**Task material**:
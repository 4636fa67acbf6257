// src/services/title_matcher.rs
//
// Fuzzy title matching.
//
// Scores two titles on [0.0, 1.0] using several signals and keeps the best.
// The individual formulas (containment penalized by length ratio, sequence
// similarity not) were tuned against real search result pages; keep them
// as documented.
//
// RULES:
// - Deterministic: same pair of titles, same score
// - No dependencies on other components
// - Roman numerals convert only at a trailing word boundary or before a
//   colon/dash; mid-string numerals ("XIV" inside a word) stay untouched

use regex::Regex;
use std::collections::HashSet;

/// Default score a candidate must reach to count as a match.
pub const DEFAULT_MATCH_THRESHOLD: f64 = 0.7;

/// Relaxed threshold used by fallback searches.
pub const FALLBACK_MATCH_THRESHOLD: f64 = 0.6;

pub struct TitleMatcher {
    /// Roman numeral conversions, longest numeral first so "III" never
    /// half-matches as "II"
    roman_patterns: Vec<(Regex, String)>,

    /// Leading article stripper
    article_pattern: Regex,

    /// Everything except letters, digits and spaces
    punct_pattern: Regex,
}

impl Default for TitleMatcher {
    fn default() -> Self {
        let numerals = [
            ("viii", "8"),
            ("xii", "12"),
            ("vii", "7"),
            ("iii", "3"),
            ("xi", "11"),
            ("ix", "9"),
            ("iv", "4"),
            ("vi", "6"),
            ("ii", "2"),
            ("x", "10"),
            ("v", "5"),
            ("i", "1"),
        ];

        let roman_patterns = numerals
            .iter()
            .map(|(roman, digit)| {
                // Trailing word boundary, or immediately before a colon/dash
                let pattern = format!(r"(?i)\b{}(\s*[:\u{{2013}}-]|\s*$)", roman);
                (Regex::new(&pattern).unwrap(), format!("{}$1", digit))
            })
            .collect();

        Self {
            roman_patterns,
            article_pattern: Regex::new(r"(?i)^(the|a|an)\s+").unwrap(),
            punct_pattern: Regex::new(r"[^a-z0-9\s]").unwrap(),
        }
    }
}

impl TitleMatcher {
    pub fn new() -> Self {
        Self::default()
    }

    /// Convert trailing roman numerals I-XII to arabic digits.
    ///
    /// "Rocky II" -> "Rocky 2", "Part III: Legacy" -> "Part 3: Legacy".
    /// Numerals embedded mid-word are left alone on purpose.
    pub fn normalize_roman_numerals(&self, title: &str) -> String {
        let mut normalized = title.to_string();
        for (pattern, replacement) in &self.roman_patterns {
            normalized = pattern
                .replace_all(&normalized, replacement.as_str())
                .to_string();
        }
        normalized
    }

    /// Full normalization pipeline: lowercase, roman numerals to digits,
    /// leading article stripped, punctuation removed, whitespace collapsed.
    pub fn normalize(&self, title: &str) -> String {
        let lowered = title.to_lowercase();
        // Numerals first: the colon/dash context is punctuation and would
        // be gone after the strip below
        let converted = self.normalize_roman_numerals(&lowered);
        let without_article = self.article_pattern.replace(&converted, "");
        let without_punct = self.punct_pattern.replace_all(&without_article, "");
        without_punct.split_whitespace().collect::<Vec<_>>().join(" ")
    }

    /// Score how well two titles match, on [0.0, 1.0].
    ///
    /// Signals, best one wins:
    /// 1. exact equality after normalization -> 1.0
    /// 2. containment of the shorter in the longer -> 0.9 * length ratio
    /// 3. longest-common-subsequence similarity (symmetric)
    /// 4. token-set overlap over max set size
    pub fn score(&self, a: &str, b: &str) -> f64 {
        let norm_a = self.normalize(a);
        let norm_b = self.normalize(b);

        if norm_a.is_empty() && norm_b.is_empty() {
            return 1.0;
        }
        if norm_a.is_empty() || norm_b.is_empty() {
            return 0.0;
        }
        if norm_a == norm_b {
            return 1.0;
        }

        let containment = if norm_a.contains(&norm_b) || norm_b.contains(&norm_a) {
            let shorter = norm_a.len().min(norm_b.len()) as f64;
            let longer = norm_a.len().max(norm_b.len()) as f64;
            0.9 * (shorter / longer)
        } else {
            0.0
        };

        let sequence = lcs_ratio(&norm_a, &norm_b);
        let tokens = token_overlap(&norm_a, &norm_b);

        containment.max(sequence).max(tokens)
    }

    /// Boolean match decision at the given threshold.
    pub fn matches(&self, a: &str, b: &str, threshold: f64) -> bool {
        self.score(a, b) >= threshold
    }
}

/// Symmetric character-level similarity: 2 * LCS / (|a| + |b|).
fn lcs_ratio(a: &str, b: &str) -> f64 {
    let chars_a: Vec<char> = a.chars().collect();
    let chars_b: Vec<char> = b.chars().collect();
    if chars_a.is_empty() || chars_b.is_empty() {
        return 0.0;
    }

    let mut previous = vec![0usize; chars_b.len() + 1];
    let mut current = vec![0usize; chars_b.len() + 1];

    for &ca in &chars_a {
        for (j, &cb) in chars_b.iter().enumerate() {
            current[j + 1] = if ca == cb {
                previous[j] + 1
            } else {
                previous[j + 1].max(current[j])
            };
        }
        std::mem::swap(&mut previous, &mut current);
    }

    let lcs = previous[chars_b.len()] as f64;
    2.0 * lcs / (chars_a.len() + chars_b.len()) as f64
}

/// Token-set overlap: |intersection| / max(|A|, |B|).
fn token_overlap(a: &str, b: &str) -> f64 {
    let set_a: HashSet<&str> = a.split_whitespace().collect();
    let set_b: HashSet<&str> = b.split_whitespace().collect();
    if set_a.is_empty() || set_b.is_empty() {
        return 0.0;
    }
    let intersection = set_a.intersection(&set_b).count() as f64;
    intersection / set_a.len().max(set_b.len()) as f64
}

#[cfg(test)]
mod tests {
    use super::*;

    #[test]
    fn test_identical_titles_score_one() {
        let matcher = TitleMatcher::new();
        for title in ["Inception", "The Matrix", "Boyka: Undisputed IV"] {
            assert_eq!(matcher.score(title, title), 1.0);
        }
    }

    #[test]
    fn test_roman_numeral_equivalence() {
        let matcher = TitleMatcher::new();
        assert!(matcher.score("Rocky II", "Rocky 2") >= 0.95);
        assert!(matcher.score("Rocky III", "Rocky 3") >= 0.95);
    }

    #[test]
    fn test_article_stripped() {
        let matcher = TitleMatcher::new();
        assert!(matcher.score("The Matrix", "Matrix") >= 0.85);
    }

    #[test]
    fn test_unrelated_titles_score_low() {
        let matcher = TitleMatcher::new();
        assert!(matcher.score("a", "completely different long string") < 0.3);
    }

    #[test]
    fn test_roman_numeral_before_colon() {
        let matcher = TitleMatcher::new();
        let normalized = matcher.normalize("Part III: Legacy");
        assert!(normalized.contains("part 3"), "got {:?}", normalized);
    }

    #[test]
    fn test_mid_string_numerals_untouched() {
        let matcher = TitleMatcher::new();
        // "IV" inside "XIV" has no word boundary before it
        assert_eq!(matcher.normalize_roman_numerals("XIV"), "XIV");
    }

    #[test]
    fn test_longest_numeral_wins() {
        let matcher = TitleMatcher::new();
        assert_eq!(matcher.normalize_roman_numerals("Rocky VIII"), "Rocky 8");
        assert_eq!(matcher.normalize_roman_numerals("Rocky VII"), "Rocky 7");
    }

    #[test]
    fn test_empty_titles() {
        let matcher = TitleMatcher::new();
        assert_eq!(matcher.score("", ""), 1.0);
        assert_eq!(matcher.score("", "Inception"), 0.0);
        assert_eq!(matcher.score("!!!", "Inception"), 0.0);
    }

    #[test]
    fn test_containment_penalized_by_length() {
        let matcher = TitleMatcher::new();
        // "matrix" is contained in "matrix reloaded" but the length gap
        // keeps the pair below the default threshold via containment alone;
        // the other signals may still lift it
        let score = matcher.score("The Matrix", "The Matrix Reloaded");
        assert!(score < 1.0);
        assert!(score > 0.3);
    }

    #[test]
    fn test_token_overlap_handles_reordered_words() {
        let matcher = TitleMatcher::new();
        let score = matcher.score("Undisputed 4: Boyka", "Boyka: Undisputed IV");
        assert!(score >= DEFAULT_MATCH_THRESHOLD, "got {}", score);
    }

    #[test]
    fn test_matches_respects_threshold() {
        let matcher = TitleMatcher::new();
        let score = matcher.score("Rocky", "Rocky Balboa");
        assert!(score < 0.9);
        assert!(matcher.matches("Rocky", "Rocky Balboa", 0.4));
        assert!(!matcher.matches("Rocky", "Rocky Balboa", 0.95));
    }

    #[test]
    fn test_score_is_symmetric() {
        let matcher = TitleMatcher::new();
        let pairs = [
            ("The Matrix", "Matrix Reloaded"),
            ("Rocky II", "Rocky"),
            ("Inception", "Interstellar"),
        ];
        for (a, b) in pairs {
            assert!((matcher.score(a, b) - matcher.score(b, a)).abs() < f64::EPSILON);
        }
    }
}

**What you are asked to do**: Scan the material above. Extract every line in which the word "inside" occurs.

**Exercise result**:
//   colon/dash; mid-string numerals ("XIV" inside a word) stay untouched
        // "IV" inside "XIV" has no word boundary before it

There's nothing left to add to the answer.